Thursday, November 27, 2008

Happy Thanksgiving

A few people have asked if the post I wrote on gratitude/Thanksgiving last week was autobiographical. It was. I don't remember a lot of the details like exactly how old I was or that I ate oatmeal for breakfast that day. But the rest was true. And, in a weird way, I'm thankful for all of it.

When I was younger and still living with my parents my dad and I used to have a major disagreement with my mother. We used to say that "life is what you make it." She believed that "life is just what gets handed to you." Both sides of the argument were made with conviction and emotion but neither side was swayed.

I still believe that life is what you make it. I might get handed a load of crap – like no money for turkey dinner, a furnace that doesn't work, a cancer diagnosis or even something as silly as a dog that wakes me up at 5:04 on Thanksgiving morning. But how I deal with any of it is a choice.

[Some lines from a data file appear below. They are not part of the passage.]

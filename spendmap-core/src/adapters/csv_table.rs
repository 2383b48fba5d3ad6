//! CSV file adapter
//!
//! Reads raw transaction exports, writes the enriched table, and reads the
//! enriched table back for the dashboard.

use std::collections::HashMap;
use std::io::{Read, Write};
use std::path::Path;

use csv::StringRecord;

use crate::domain::result::{Error, Result};
use crate::domain::{
    clean_amount, parse_timestamp, SpendRow, Transaction, TransactionTable, REQUIRED_COLUMNS,
};

/// Column dropped on read: a per-row identifier with no analytical meaning
const ID_COLUMN: &str = "id";

/// Columns the dashboard needs from the enriched table
const ENRICHED_COLUMNS: [&str; 4] = ["created", "amount", "category", "description"];

/// Read a raw transaction export from disk
pub fn read_export(path: &Path) -> Result<TransactionTable> {
    let reader = csv::Reader::from_path(path)?;
    read_export_from(reader)
}

/// Read a raw transaction export from any reader
pub fn read_export_from<R: Read>(mut reader: csv::Reader<R>) -> Result<TransactionTable> {
    let headers = reader.headers()?.clone();
    let index = column_index(&headers);

    let missing: Vec<String> = REQUIRED_COLUMNS
        .iter()
        .filter(|c| !index.contains_key(**c))
        .map(|c| c.to_string())
        .collect();
    if !missing.is_empty() {
        return Err(Error::MissingColumns(missing));
    }

    let columns: Vec<String> = headers
        .iter()
        .filter(|h| *h != ID_COLUMN && *h != "created")
        .map(|h| h.to_string())
        .collect();

    let mut rows = Vec::new();
    for (i, result) in reader.records().enumerate() {
        let record = result?;
        // Header is line 1
        let line = i + 2;

        let cell = |name: &str| record.get(index[name]).unwrap_or("");
        let optional = |name: &str| {
            let v = cell(name);
            if v.is_empty() {
                None
            } else {
                Some(v.to_string())
            }
        };
        let amount = |name: &str| {
            clean_amount(cell(name)).ok_or_else(|| Error::InvalidAmount {
                column: name.to_string(),
                row: line,
                value: cell(name).to_string(),
            })
        };

        let mut tx = Transaction::new(parse_timestamp(cell("created"))?, amount("amount")?, cell("category"));
        tx.local_amount = amount("local_amount")?;
        tx.description = optional("description");
        tx.address = optional("address");

        for name in &columns {
            if !REQUIRED_COLUMNS.contains(&name.as_str()) {
                tx.extra.insert(name.clone(), cell(name).to_string());
            }
        }

        rows.push(tx);
    }

    Ok(TransactionTable::new(columns, rows))
}

/// Write the enriched table, replacing any existing file
pub fn write_enriched(table: &TransactionTable, path: &Path) -> Result<()> {
    let writer = csv::Writer::from_path(path)?;
    write_enriched_to(table, writer)
}

/// Write the enriched table to any writer
pub fn write_enriched_to<W: Write>(table: &TransactionTable, mut writer: csv::Writer<W>) -> Result<()> {
    let header = table.output_columns();
    writer.write_record(&header)?;
    for row in &table.rows {
        writer.write_record(header.iter().map(|c| row.cell(c)))?;
    }
    writer.flush()?;
    Ok(())
}

/// Read the enriched table for the dashboard
pub fn read_enriched(path: &Path) -> Result<Vec<SpendRow>> {
    let reader = csv::Reader::from_path(path)?;
    read_enriched_from(reader)
}

/// Read the enriched table from any reader
pub fn read_enriched_from<R: Read>(mut reader: csv::Reader<R>) -> Result<Vec<SpendRow>> {
    let headers = reader.headers()?.clone();
    let index = column_index(&headers);

    let missing: Vec<String> = ENRICHED_COLUMNS
        .iter()
        .filter(|c| !index.contains_key(**c))
        .map(|c| c.to_string())
        .collect();
    if !missing.is_empty() {
        return Err(Error::MissingColumns(missing));
    }

    let mut rows = Vec::new();
    for (i, result) in reader.records().enumerate() {
        let record = result?;
        let line = i + 2;

        let cell = |name: &str| {
            index
                .get(name)
                .and_then(|&idx| record.get(idx))
                .unwrap_or("")
        };
        let coordinate = |name: &str| cell(name).trim().parse::<f64>().ok();

        let amount = clean_amount(cell("amount")).ok_or_else(|| Error::InvalidAmount {
            column: "amount".to_string(),
            row: line,
            value: cell("amount").to_string(),
        })?;

        let mut row = SpendRow::new(
            parse_timestamp(cell("created"))?,
            amount,
            cell("category"),
            cell("description"),
        );
        row.lat = coordinate("lat");
        row.long = coordinate("long");
        rows.push(row);
    }

    Ok(rows)
}

fn column_index(headers: &StringRecord) -> HashMap<String, usize> {
    headers
        .iter()
        .enumerate()
        .map(|(i, h)| (h.trim().to_string(), i))
        .collect()
}

#[cfg(test)]
mod tests {
    use super::*;

    const EXPORT: &str = "\
id,created,amount,currency,local_amount,local_currency,category,emoji,description,address,notes
tx_01,2017-08-12T10:23:45Z,\"-1,234.50\",GBP,\"-1,234.50\",GBP,holidays,,Airline,\"1 Main St, Crawley RH6 0NP\",
tx_02,2017-08-13T08:00:00Z,-3.20,GBP,-3.20,GBP,eating_out,,,Online,lunch
";

    fn reader(data: &str) -> csv::Reader<&[u8]> {
        csv::Reader::from_reader(data.as_bytes())
    }

    #[test]
    fn test_read_export() {
        let table = read_export_from(reader(EXPORT)).unwrap();
        assert_eq!(table.len(), 2);
        assert!(!table.columns.contains(&"id".to_string()));
        assert!(!table.columns.contains(&"created".to_string()));

        let first = &table.rows[0];
        assert_eq!(first.amount, -1234.50);
        assert_eq!(first.local_amount, -1234.50);
        assert_eq!(first.category, "holidays");
        assert_eq!(first.address.as_deref(), Some("1 Main St, Crawley RH6 0NP"));
        assert_eq!(first.extra.get("currency").map(String::as_str), Some("GBP"));

        let second = &table.rows[1];
        assert_eq!(second.description, None);
        assert_eq!(second.extra.get("notes").map(String::as_str), Some("lunch"));
    }

    #[test]
    fn test_missing_columns_fail() {
        let err = read_export_from(reader("id,created,amount\n1,2017-08-12,3\n")).unwrap_err();
        match err {
            Error::MissingColumns(cols) => {
                assert_eq!(
                    cols,
                    vec!["local_amount", "category", "description", "address"]
                );
            }
            other => panic!("unexpected error: {other}"),
        }
    }

    #[test]
    fn test_non_numeric_amount_fails() {
        let data = "\
id,created,amount,local_amount,category,description,address
tx_01,2017-08-12,\"1,2x\",1,general,,
";
        let err = read_export_from(reader(data)).unwrap_err();
        match err {
            Error::InvalidAmount { column, row, value } => {
                assert_eq!(column, "amount");
                assert_eq!(row, 2);
                assert_eq!(value, "1,2x");
            }
            other => panic!("unexpected error: {other}"),
        }
    }

    #[test]
    fn test_bad_timestamp_fails() {
        let data = "\
id,created,amount,local_amount,category,description,address
tx_01,not-a-date,1,1,general,,
";
        assert!(matches!(
            read_export_from(reader(data)),
            Err(Error::InvalidTimestamp(_))
        ));
    }

    #[test]
    fn test_write_enriched_layout() {
        let mut table = read_export_from(reader(EXPORT)).unwrap();
        table.compute_cumsum();
        table.fill_descriptions();
        table.extract_postcodes();

        let mut out = Vec::new();
        write_enriched_to(&table, csv::Writer::from_writer(&mut out)).unwrap();
        let text = String::from_utf8(out).unwrap();
        let mut lines = text.lines();

        assert_eq!(
            lines.next(),
            Some("created,amount,currency,local_amount,local_currency,category,emoji,description,address,notes,cumsum,uk_postcode,lat,long")
        );
        assert_eq!(
            lines.next(),
            Some("2017-08-12 10:23:45,-1234.5,GBP,-1234.5,GBP,holidays,,Airline,\"1 Main St, Crawley RH6 0NP\",,-1234.5,RH6 0NP,,")
        );
        assert_eq!(
            lines.next(),
            Some("2017-08-13 08:00:00,-3.2,GBP,-3.2,GBP,eating_out,,eating_out,Online,lunch,-1237.7,,,")
        );
    }

    #[test]
    fn test_read_enriched() {
        let data = "\
created,amount,category,description,address,cumsum,uk_postcode,lat,long
2017-08-12 10:23:45,-12.5,groceries,Tesco,\"London SW1A 2AA\",-12.5,SW1A 2AA,51.5,-0.12
2017-08-13 08:00:00,100,monzo,Top up,,87.5,,,
";
        let rows = read_enriched_from(reader(data)).unwrap();
        assert_eq!(rows.len(), 2);
        assert_eq!(rows[0].lat, Some(51.5));
        assert_eq!(rows[0].long, Some(-0.12));
        assert_eq!(rows[1].lat, None);
        assert_eq!(rows[1].category, "monzo");
    }

    #[test]
    fn test_read_enriched_requires_columns() {
        let err = read_enriched_from(reader("created,amount\n2017-08-12,1\n")).unwrap_err();
        assert!(matches!(err, Error::MissingColumns(_)));
    }
}
//! UK postcode extraction and the per-run postcode lookup table

use std::collections::HashMap;

use lazy_static::lazy_static;
use regex::Regex;
use serde::{Deserialize, Serialize};

lazy_static! {
    /// Royal Mail postcode grammar: GIR 0AA, or area + district (+ sub-district),
    /// any number of spaces, sector digit and two unit letters.
    static ref UK_POSTCODE: Regex = Regex::new(concat!(
        "(([gG][iI][rR] {0,}0[aA]{2})|",
        "((([a-pr-uwyzA-PR-UWYZ][a-hk-yA-HK-Y]?[0-9][0-9]?)|",
        "(([a-pr-uwyzA-PR-UWYZ][0-9][a-hjkstuwA-HJKSTUW])|",
        "([a-pr-uwyzA-PR-UWYZ][a-hk-yA-HK-Y][0-9][abehmnprv-yABEHMNPRV-Y])))",
        " {0,}[0-9][abd-hjlnp-uw-zABD-HJLNP-UW-Z]{2}))"
    ))
    .unwrap();
}

/// Extract the first UK postcode found anywhere in `text`.
///
/// The matched text is returned verbatim (case and spacing untouched).
pub fn extract_postcode(text: &str) -> Option<String> {
    UK_POSTCODE.find(text).map(|m| m.as_str().to_string())
}

/// A resolved latitude/longitude pair
#[derive(Debug, Clone, Copy, PartialEq, Serialize, Deserialize)]
pub struct Coordinates {
    pub latitude: f64,
    pub longitude: f64,
}

/// One entry of a batch lookup response
#[derive(Debug, Clone, PartialEq)]
pub struct PostcodeMatch {
    /// The postcode as it was sent
    pub query: String,
    /// `None` when the service does not recognise the postcode
    pub coordinates: Option<Coordinates>,
}

impl PostcodeMatch {
    pub fn resolved(query: impl Into<String>, latitude: f64, longitude: f64) -> Self {
        Self {
            query: query.into(),
            coordinates: Some(Coordinates { latitude, longitude }),
        }
    }

    pub fn unresolved(query: impl Into<String>) -> Self {
        Self {
            query: query.into(),
            coordinates: None,
        }
    }
}

/// Outcome of offering a match to the lookup table
#[derive(Debug, Clone, Copy, PartialEq, Eq)]
pub enum LookupOutcome {
    Inserted,
    /// Already resolved by an earlier result; the new one is ignored
    Duplicate,
    Unresolved,
}

/// Postcode -> `"lat,long"` mapping built once per preprocessing run
#[derive(Debug, Clone, Default)]
pub struct PostcodeLookup {
    entries: HashMap<String, String>,
}

impl PostcodeLookup {
    pub fn new() -> Self {
        Self::default()
    }

    /// Record a lookup result. The first successful result per postcode wins.
    pub fn record(&mut self, result: &PostcodeMatch) -> LookupOutcome {
        let Some(coords) = result.coordinates else {
            return LookupOutcome::Unresolved;
        };
        if self.entries.contains_key(&result.query) {
            return LookupOutcome::Duplicate;
        }
        self.entries.insert(
            result.query.clone(),
            format!("{},{}", coords.latitude, coords.longitude),
        );
        LookupOutcome::Inserted
    }

    /// The raw `"lat,long"` value for a postcode
    pub fn get(&self, postcode: &str) -> Option<&str> {
        self.entries.get(postcode).map(String::as_str)
    }

    /// Latitude and longitude for a postcode, split on the first comma.
    pub fn coordinates(&self, postcode: &str) -> Option<(f64, f64)> {
        let (lat, long) = self.get(postcode)?.split_once(',')?;
        Some((lat.trim().parse().ok()?, long.trim().parse().ok()?))
    }

    pub fn len(&self) -> usize {
        self.entries.len()
    }

    pub fn is_empty(&self) -> bool {
        self.entries.is_empty()
    }
}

It's still crap but I get a say in how it's ultimately expressed.

Being handed a box of food on Thanksgiving morning could have ended with my humiliation and teenage angst. But what I really learned was empathy. I've seen both sides of that coin.

I've never been much of a holiday person. It goes against my nature to think that thankfulness is best expressed at the end of November, over a plate full of turkey. I hate that Christmas has become one long marathon of "he who spends the most therefore loves the most and is thereby declared the winner."

That same Christmas, the one that followed our meager Thanksgiving, was sparse. Where I had gotten clothes, toys and spending money in years past, that year there were two gifts that I vividly remember. I got a bottle of Rose Milk Body Lotion and a figurine of a bunny rabbit. Both gifts had come from the small town pharmacy. At the time, I was embarrassed that my father had shopped for me at the drug store and had spent less than $5. As I write this, some 30 years later, I remember their practicality and his sacrifice. It may be simplistic, but I still believe that life is what I choose to make of it.

Happy Thanksgiving.

1 comment:

random thougths said...

Thanks. My favorite Thanksgiving memory is one of not being able to afford the traditional meal, and ended up having beef and noodles. I learned that it isn't the food that makes the day, it was the sharing and caring. I, too, don't understand only being grateful one day in Nov. A little gratitude in everyday makes a better day! Luv ya!